Despite the risks, competition for the mission was strong among the 20 young pilots on the short list, and Gagarin was the favorite. He was a man who made people feel at ease and radiated kindness, former cosmonaut Vladimir ShatalovGagarin, now 83, recalled at the Star City training center, which he headed for 20 years.
Just three days before blastoff from what would later be known as the Baikonur cosmodrome in Kazakhstan, Gagarin was told that he was chosen for the mission. In a letter to his wife, Valentina, he asked her to raise their daughters “not as little princesses, but as real people,” and to feel free to remarry if his mission proved fatal.
“My letter seems like a final will. But I don’t think so and I hope you will never see this letter and I will feel shame later for that brief moment of weakness,” he wrote.
Gagarin’s rocket lifted off as scheduled on April 12, 1961, at 9:07 a.m. Moscow time. “Poyekhali!” (Off we go!), the cosmonaut shouted as he took off.
Korolyov and his engineers quickly got their first jolt: a signal suggesting a problem with the booster. It turned out to be just a break of a few seconds in data transmission. Gagarin’s confident reports from orbit eased the tension, and only after the flight, it emerged that an antenna malfunction had put the Vostok into a much higher and riskier orbit.
On re-entry, a glitch involving a retrorocket made the ship rotate swiftly, and the landing capsule was slow to jettison the service module. Scientists had to take a deep breath as they lost contact with the ship during its fiery earthward plunge.
Gagarin bailed out as planned, and parachuted onto a field near the Volga River about 720 kilometers (450 miles) southeast of Moscow. There he was spotted by a forester’s wife and her granddaughter who tried to run away from the stranger in his bright orange space suit and white helmet. They may have thought he was a U.S. spy “Hey, where are you running? I’m one of us!” Gagarin shouted. Then others arrived, realizing he was the cosmonaut they had just heard about on the radio.
First man in SpaceGagarin learned to his great surprise that while aloft, he was being promoted two levels higher, to major. Korolyov and others flew to the landing area and met with Gagarin at a Communist Party guesthouse. Their raucous reunion lasted late into the night. On April 14 Gagarin was flown to Moscow, where he was greeted by Soviet leader Nikita Khrushchev and driven into town on a highway lined with cheering Russians.
Twenty-three days after Gagarin’s flight, on May 5, 1961, American Alan Shepard became the second man in space. But his suborbital hop lasted just 15 minutes.
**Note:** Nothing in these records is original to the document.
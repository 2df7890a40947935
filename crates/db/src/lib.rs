//! PostgreSQL persistence for Saldo.
//!
//! This crate provides:
//! - `SeaORM` entity definitions
//! - Implementations of the `saldo-core` store traits
//! - Database migrations

pub mod entities;
pub mod migration;
pub mod repositories;

pub use repositories::{
    AccountRepository, CashBankRepository, PeriodRepository, PgBalanceStore, PgLedgerStore,
};

use std::time::Duration;

use saldo_shared::config::DatabaseConfig;
use sea_orm::{ConnectOptions, Database, DatabaseConnection, DbErr};
use tracing::info;

/// Establishes a connection pool sized from configuration.
///
/// # Errors
///
/// Returns an error if the connection cannot be established.
pub async fn connect(config: &DatabaseConfig) -> Result<DatabaseConnection, DbErr> {
    let mut options = ConnectOptions::new(config.url.clone());
    options
        .max_connections(config.max_connections)
        .min_connections(config.min_connections)
        .connect_timeout(Duration::from_secs(10))
        .sqlx_logging(false);
    let db = Database::connect(options).await?;
    info!(
        max_connections = config.max_connections,
        "Connected to database"
    );
    Ok(db)
}
//! Property-based tests for balance projection.
//!
//! - Leaf balances equal the signed sum of their lines.
//! - Header balances equal the sum of their children's balances, also
//!   under a mixed-class header.
//! - Rematerializing from scratch reproduces the incremental figures.
//! - The order in which entries are posted does not change any figure.

use std::collections::HashMap;

use proptest::prelude::*;
use proptest::test_runner::TestCaseError;
use rust_decimal::Decimal;
use tokio_util::sync::CancellationToken;

use super::*;
use crate::account::AccountDirectory;
use crate::fixtures::{Harness, date, mixed_chart};
use crate::ledger::{IdempotencyKey, JournalEntryProposal};

const LEAVES: &[&str] = &["1101", "1102", "1103", "2101", "2102", "3101", "4101", "5101"];
const MIXED_LEAVES: &[&str] = &["1101", "1103", "2102", "3101", "3901", "3902", "4101", "5101"];

/// A two-line posting: debit one leaf, credit another.
#[derive(Debug, Clone)]
struct Movement {
    debit: &'static str,
    credit: &'static str,
    amount: Decimal,
}

/// Strategy to generate a movement between two distinct leaves of `leaves`.
fn movement_among(leaves: &'static [&'static str]) -> impl Strategy<Value = Movement> {
    (0..leaves.len(), 1..leaves.len(), 1i64..10_000_000i64).prop_map(move |(from, offset, cents)| Movement {
        debit: leaves[from],
        credit: leaves[(from + offset) % leaves.len()],
        amount: Decimal::new(cents, 2),
    })
}

fn movement() -> impl Strategy<Value = Movement> {
    movement_among(LEAVES)
}

fn runtime() -> tokio::runtime::Runtime {
    tokio::runtime::Builder::new_current_thread()
        .enable_all()
        .build()
        .unwrap()
}

async fn post_all(movements: &[(usize, Movement)]) -> Harness {
    post_all_on(Harness::new().await, movements).await
}

async fn post_all_on(h: Harness, movements: &[(usize, Movement)]) -> Harness {
    for (n, m) in movements {
        let proposal = JournalEntryProposal::new(IdempotencyKey::new("prop", n, "movement"), date(), "movement")
            .debit(m.debit, m.amount)
            .credit(m.credit, m.amount);
        h.engine.post(proposal).await.unwrap();
    }
    h
}

async fn figures(h: &Harness) -> HashMap<String, (Decimal, Decimal, Decimal)> {
    let mut figures = HashMap::new();
    for account in h.chart.accounts() {
        let b = h.engine.projector().balances().get(account.id).await.unwrap();
        let b = b.unwrap_or_else(|| AccountBalance::zero(account.id, chrono::Utc::now()));
        figures.insert(account.code.clone(), (b.debit_total, b.credit_total, b.balance));
    }
    figures
}

proptest! {
    #![proptest_config(ProptestConfig::with_cases(100))]

    /// Each leaf holds normal_sign * (Σdebit - Σcredit) over its lines.
    #[test]
    fn prop_leaf_balance_is_signed_line_sum(movements in prop::collection::vec(movement(), 1..12)) {
        let numbered: Vec<(usize, Movement)> = movements.into_iter().enumerate().collect();
        runtime().block_on(async {
            let h = post_all(&numbered).await;
            for &code in LEAVES {
                let account = h.chart.lookup(code).unwrap();
                let net: Decimal = numbered
                    .iter()
                    .map(|(_, m)| {
                        let debit = if m.debit == code { m.amount } else { Decimal::ZERO };
                        let credit = if m.credit == code { m.amount } else { Decimal::ZERO };
                        debit - credit
                    })
                    .sum();
                prop_assert_eq!(h.balance(code).await, account.class.normal_sign() * net);
            }
            Ok::<(), TestCaseError>(())
        })?;
    }

    /// No header drifts from its children, and a rebuild reports no drift.
    #[test]
    fn prop_rollups_and_rebuild_agree(movements in prop::collection::vec(movement(), 1..12)) {
        let numbered: Vec<(usize, Movement)> = movements.into_iter().enumerate().collect();
        runtime().block_on(async {
            let h = post_all(&numbered).await;
            let before = figures(&h).await;

            let drift = h.engine.projector().check_rollups().await.unwrap();
            prop_assert!(drift.is_empty(), "{:?}", drift);

            let rebuilt = h.engine.projector().rematerialize(&CancellationToken::new()).await.unwrap();
            prop_assert!(rebuilt.warnings.is_empty(), "{:?}", rebuilt.warnings);
            prop_assert_eq!(figures(&h).await, before);
            Ok::<(), TestCaseError>(())
        })?;
    }

    /// Every header's stored balance is the plain sum of its children's
    /// stored balances, checked against the store rather than the projector.
    #[test]
    fn prop_header_is_sum_of_children(movements in prop::collection::vec(movement_among(MIXED_LEAVES), 1..12)) {
        let numbered: Vec<(usize, Movement)> = movements.into_iter().enumerate().collect();
        runtime().block_on(async {
            let h = post_all_on(Harness::with_chart(mixed_chart()).await, &numbered).await;
            let rebuilt = h.engine.projector().rematerialize(&CancellationToken::new()).await.unwrap();
            prop_assert!(rebuilt.warnings.is_empty(), "{:?}", rebuilt.warnings);

            let stored = figures(&h).await;
            for header in h.chart.accounts().into_iter().filter(|account| account.is_header) {
                let children_sum: Decimal = h
                    .chart
                    .children(header.id)
                    .iter()
                    .map(|child| stored[&child.code].2)
                    .sum();
                prop_assert_eq!(stored[&header.code].2, children_sum, "header {}", header.code);
            }
            Ok::<(), TestCaseError>(())
        })?;
    }

    /// Posting the same entries in reverse order yields identical balances.
    #[test]
    fn prop_projection_is_order_independent(movements in prop::collection::vec(movement(), 1..12)) {
        let forward: Vec<(usize, Movement)> = movements.into_iter().enumerate().collect();
        let mut backward = forward.clone();
        backward.reverse();
        runtime().block_on(async {
            let a = post_all(&forward).await;
            let b = post_all(&backward).await;
            prop_assert_eq!(figures(&a).await, figures(&b).await);
            Ok::<(), TestCaseError>(())
        })?;
    }
}

#[test]
fn test_leaf_set_is_postable() {
    let chart = crate::fixtures::chart();
    for &code in LEAVES {
        assert!(chart.resolve_postable(code).is_ok(), "{code}");
    }
    let mixed = mixed_chart();
    for &code in MIXED_LEAVES {
        assert!(mixed.resolve_postable(code).is_ok(), "{code}");
    }
}
//! Shared identifiers and configuration for Saldo.
//!
//! This crate provides common types used across all other crates:
//! - Typed IDs for type-safe entity references
//! - Configuration management

pub mod config;
pub mod types;

pub use config::AppConfig;
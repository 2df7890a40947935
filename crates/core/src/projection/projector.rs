//! The single writer of projected balances.

use std::cmp::Reverse;
use std::collections::{BTreeMap, HashSet};
use std::sync::Arc;

use chrono::Utc;
use futures::TryStreamExt;
use futures::future::join_all;
use rust_decimal::Decimal;
use saldo_shared::types::AccountId;
use tokio_util::sync::CancellationToken;
use tracing::{debug, info};

use super::balance::{AccountBalance, rollup};
use super::consistency::ConsistencyWarning;
use super::store::BalanceStore;
use crate::account::{Account, AccountDirectory};
use crate::ledger::{EntryTotals, LedgerError, LedgerStore};

/// Accounts recomputed concurrently during rematerialization.
const REMATERIALIZE_BATCH: usize = 16;

/// Outcome of projecting the accounts touched by one entry.
#[derive(Debug, Default)]
pub struct ProjectionRun {
    /// Balances written, leaves first.
    pub projected: Vec<AccountBalance>,
    /// Accounts whose projection failed.
    pub failed: Vec<(AccountId, LedgerError)>,
    /// Headers skipped because a child failed.
    pub deferred: Vec<AccountId>,
}

impl ProjectionRun {
    /// True when every touched account and ancestor was written.
    #[must_use]
    pub fn is_complete(&self) -> bool {
        self.failed.is_empty() && self.deferred.is_empty()
    }
}

/// Outcome of a full rebuild from the journal.
#[derive(Debug, Default)]
pub struct Rematerialization {
    /// Recomputed balances, leaves first then headers bottom-up.
    pub balances: Vec<AccountBalance>,
    /// Cached figures that differed from the recomputed ones.
    pub warnings: Vec<ConsistencyWarning>,
    /// Set when cancellation stopped the rebuild early.
    pub interrupted: bool,
}

/// Derives [`AccountBalance`]s from the journal.
///
/// Every figure is a full recompute: leaves from their counted lines, headers
/// from their children's stored balances. Re-running any projection is
/// therefore idempotent and order-independent.
pub struct BalanceProjector<D, L, B> {
    directory: Arc<D>,
    ledger: Arc<L>,
    balances: Arc<B>,
}

impl<D, L, B> Clone for BalanceProjector<D, L, B> {
    fn clone(&self) -> Self {
        Self {
            directory: Arc::clone(&self.directory),
            ledger: Arc::clone(&self.ledger),
            balances: Arc::clone(&self.balances),
        }
    }
}

impl<D, L, B> BalanceProjector<D, L, B>
where
    D: AccountDirectory,
    L: LedgerStore,
    B: BalanceStore,
{
    /// Creates a projector.
    #[must_use]
    pub fn new(directory: Arc<D>, ledger: Arc<L>, balances: Arc<B>) -> Self {
        Self {
            directory,
            ledger,
            balances,
        }
    }

    /// The chart this projector rolls up against.
    #[must_use]
    pub fn directory(&self) -> &Arc<D> {
        &self.directory
    }

    /// The store this projector writes.
    #[must_use]
    pub fn balances(&self) -> &Arc<B> {
        &self.balances
    }

    /// Recomputes a leaf from its counted lines without writing.
    ///
    /// # Errors
    ///
    /// Returns storage errors from the line stream, or `AmountOverflow`.
    pub async fn compute_leaf(&self, account: &Account) -> Result<AccountBalance, LedgerError> {
        let mut lines = self.ledger.lines_for_account(account.id, true);
        let mut totals = EntryTotals::default();
        let mut last_entry_id = None;
        while let Some(line) = lines.try_next().await? {
            totals = totals.checked_add(line.debit, line.credit)?;
            last_entry_id = Some(line.entry_id);
        }
        Ok(AccountBalance::from_totals(
            account.id,
            account.class,
            totals.debit,
            totals.credit,
            last_entry_id,
            Utc::now(),
        ))
    }

    /// Rolls a header up from its children's stored balances without writing.
    ///
    /// Children never projected count as zero.
    ///
    /// # Errors
    ///
    /// Returns storage errors from the balance store, or `AmountOverflow`.
    pub async fn compute_header(&self, header: &Account) -> Result<AccountBalance, LedgerError> {
        let now = Utc::now();
        let mut children = Vec::new();
        for child in self.directory.children(header.id) {
            let stored = self
                .balances
                .get(child.id)
                .await?
                .unwrap_or_else(|| AccountBalance::zero(child.id, now));
            children.push(stored);
        }
        rollup(header.id, &children, now)
    }

    async fn compute(&self, account: &Account) -> Result<AccountBalance, LedgerError> {
        if account.is_header {
            self.compute_header(account).await
        } else {
            self.compute_leaf(account).await
        }
    }

    /// Recomputes and stores one account.
    ///
    /// # Errors
    ///
    /// Returns `AccountNotFound` for unknown IDs and storage errors.
    pub async fn project_account(&self, account_id: AccountId) -> Result<AccountBalance, LedgerError> {
        let account = self
            .directory
            .get(account_id)
            .ok_or(LedgerError::AccountNotFound(account_id))?;
        let balance = self.compute(account).await?;
        self.balances.put(balance.clone()).await?;
        debug!(account = %account.code, balance = %balance.balance, "Projected account balance");
        Ok(balance)
    }

    /// Re-projects every ancestor of `account_id`, nearest first.
    ///
    /// # Errors
    ///
    /// Stops at the first failing ancestor.
    pub async fn project_ancestors(&self, account_id: AccountId) -> Result<Vec<AccountBalance>, LedgerError> {
        let mut projected = Vec::new();
        for ancestor in self.directory.ancestors(account_id) {
            projected.push(self.project_account(ancestor.id).await?);
        }
        Ok(projected)
    }

    /// Projects touched accounts, then their ancestors level by level.
    ///
    /// Accounts on the same level are independent and run concurrently. A
    /// header is only projected once every child below it succeeded; otherwise
    /// it is deferred so a stale rollup is never written over a good one.
    pub async fn project_accounts(&self, account_ids: &[AccountId]) -> ProjectionRun {
        let mut run = ProjectionRun::default();
        let mut blocked = HashSet::new();

        self.project_level(account_ids, &mut run, &mut blocked).await;

        let mut levels: BTreeMap<Reverse<usize>, Vec<AccountId>> = BTreeMap::new();
        let mut seen = HashSet::new();
        for &id in account_ids {
            for ancestor in self.directory.ancestors(id) {
                if seen.insert(ancestor.id) {
                    levels
                        .entry(Reverse(self.directory.depth(ancestor.id)))
                        .or_default()
                        .push(ancestor.id);
                }
            }
        }

        for headers in levels.into_values() {
            let (ready, waiting): (Vec<AccountId>, Vec<AccountId>) =
                headers.into_iter().partition(|&header| {
                    !self
                        .directory
                        .children(header)
                        .iter()
                        .any(|child| blocked.contains(&child.id))
                });
            for header in waiting {
                blocked.insert(header);
                run.deferred.push(header);
            }
            self.project_level(&ready, &mut run, &mut blocked).await;
        }
        run
    }

    async fn project_level(
        &self,
        account_ids: &[AccountId],
        run: &mut ProjectionRun,
        blocked: &mut HashSet<AccountId>,
    ) {
        let projections: Vec<_> = account_ids
            .iter()
            .map(|&id| async move { (id, self.project_account(id).await) })
            .collect();
        let results = join_all(projections).await;
        for (id, result) in results {
            match result {
                Ok(balance) => run.projected.push(balance),
                Err(err) => {
                    blocked.insert(id);
                    run.failed.push((id, err));
                }
            }
        }
    }

    /// Rebuilds every balance from the journal.
    ///
    /// Leaves are recomputed first, then headers from the deepest level up.
    /// Cached figures that differ from the recomputed ones are reported as
    /// drift and overwritten. Cancellation is honoured between batches; work
    /// already written stays valid because each figure is a full recompute.
    ///
    /// # Errors
    ///
    /// Returns the first storage error.
    pub async fn rematerialize(&self, cancel: &CancellationToken) -> Result<Rematerialization, LedgerError> {
        let (headers, leaves): (Vec<&Account>, Vec<&Account>) = self
            .directory
            .accounts()
            .into_iter()
            .partition(|account| account.is_header);

        let mut levels: BTreeMap<Reverse<usize>, Vec<&Account>> = BTreeMap::new();
        for header in headers {
            levels
                .entry(Reverse(self.directory.depth(header.id)))
                .or_default()
                .push(header);
        }

        let mut outcome = Rematerialization::default();
        let batches: Vec<Vec<&Account>> = leaves
            .chunks(REMATERIALIZE_BATCH)
            .map(<[&Account]>::to_vec)
            .chain(levels.into_values())
            .collect();
        for batch in batches {
            if cancel.is_cancelled() {
                outcome.interrupted = true;
                info!(
                    accounts = outcome.balances.len(),
                    "Rematerialization interrupted"
                );
                return Ok(outcome);
            }
            let rebuilds: Vec<_> = batch.iter().map(|account| self.rematerialize_one(account)).collect();
            let results = join_all(rebuilds).await;
            for result in results {
                let (balance, warning) = result?;
                outcome.balances.push(balance);
                outcome.warnings.extend(warning);
            }
        }

        info!(
            accounts = outcome.balances.len(),
            drift = outcome.warnings.len(),
            "Rematerialized balances"
        );
        Ok(outcome)
    }

    async fn rematerialize_one(
        &self,
        account: &Account,
    ) -> Result<(AccountBalance, Option<ConsistencyWarning>), LedgerError> {
        let recomputed = self.compute(account).await?;
        let warning = match self.balances.get(account.id).await? {
            Some(cached) if !cached.same_figures(&recomputed) => Some(if account.is_header {
                ConsistencyWarning::HeaderRollupDrift {
                    account_id: account.id,
                    code: account.code.clone(),
                    stored: cached.balance,
                    children_sum: recomputed.balance,
                }
            } else {
                ConsistencyWarning::BalanceDrift {
                    account_id: account.id,
                    code: account.code.clone(),
                    cached: cached.balance,
                    recomputed: recomputed.balance,
                }
            }),
            _ => None,
        };
        self.balances.put(recomputed.clone()).await?;
        Ok((recomputed, warning))
    }

    /// Compares every stored header with the live rollup of its children.
    ///
    /// Reports only; nothing is corrected.
    ///
    /// # Errors
    ///
    /// Returns storage errors.
    pub async fn check_rollups(&self) -> Result<Vec<ConsistencyWarning>, LedgerError> {
        let mut warnings = Vec::new();
        let headers: Vec<&Account> = self
            .directory
            .accounts()
            .into_iter()
            .filter(|account| account.is_header)
            .collect();
        for header in headers {
            let live = self.compute_header(header).await?;
            let stored = self
                .balances
                .get(header.id)
                .await?
                .map_or(Decimal::ZERO, |balance| balance.balance);
            if stored != live.balance {
                warnings.push(ConsistencyWarning::HeaderRollupDrift {
                    account_id: header.id,
                    code: header.code.clone(),
                    stored,
                    children_sum: live.balance,
                });
            }
        }
        Ok(warnings)
    }
}
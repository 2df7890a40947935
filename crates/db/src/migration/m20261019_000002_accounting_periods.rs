//! Accounting periods checked by the posting engine's closed-period guard.

use sea_orm_migration::prelude::*;

#[derive(DeriveMigrationName)]
pub struct Migration;

#[async_trait::async_trait]
impl MigrationTrait for Migration {
    async fn up(&self, manager: &SchemaManager) -> Result<(), DbErr> {
        manager.get_connection().execute_unprepared(UP_SQL).await?;
        Ok(())
    }

    async fn down(&self, manager: &SchemaManager) -> Result<(), DbErr> {
        manager.get_connection().execute_unprepared(DOWN_SQL).await?;
        Ok(())
    }
}

const UP_SQL: &str = r"
CREATE TYPE period_status AS ENUM ('OPEN', 'CLOSED', 'LOCKED');

CREATE TABLE accounting_periods (
    id          UUID PRIMARY KEY,
    name        VARCHAR(255) NOT NULL,
    start_date  DATE NOT NULL,
    end_date    DATE NOT NULL,
    status      period_status NOT NULL DEFAULT 'OPEN',
    closed_at   TIMESTAMPTZ,
    created_at  TIMESTAMPTZ NOT NULL DEFAULT NOW(),

    CONSTRAINT chk_accounting_periods_range CHECK (start_date <= end_date)
);

CREATE INDEX idx_accounting_periods_dates ON accounting_periods(start_date, end_date);
";

const DOWN_SQL: &str = r"
DROP TABLE IF EXISTS accounting_periods;
DROP TYPE IF EXISTS period_status;
";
It wasn’t until John Glenn’s flight on Feb. 20, 1962, that an American managed to emulate Gagarin’s globe-circling feat. “Now let the other countries try to catch us,” Gagarin had declared after returning from space, and the U.S. quickly set out to do so. Barely three weeks after Shepard’s launch, President John F. Kennedy committed the nation to putting a man on the moon by decade’s end. The goal was achieved in July 20, 1969.
The first cooperative human space flight project between the United States and the Soviet Union took place in 1975. The Apollo-Soyuz Test Project was designed to test the compatibility of rendezvous and docking systems for American and Soviet spacecraft and to open the way for future joint manned flights.
Since 1993, the U.S. and Russia have worked together on a number of other space flight projects. The Space Shuttle began visiting the Russian Mir space station in 1994, and in 1995 Norm Thagard became the first U.S. astronaut to take up residency on Mir. Seven U.S. astronauts served with their Russian counterparts aboard the orbiting Mir laboratory from 1995 to 1998. The experience gained from the Mir cooperative effort, as well as lessons learned, paved the way for the International Space Station.
In-orbit construction on the Station began in November 1998, and it has been staffed non-stop with international crews since November 2000. The first Station crew, made up of U.S. commander Bill Shepherd and cosmonauts Yuri Gidzenko and Sergei Krikalev, was launched on board a Russian Soyuz spacecraft. The crew returned to Earth on the Space Shuttle Discovery in March 2001.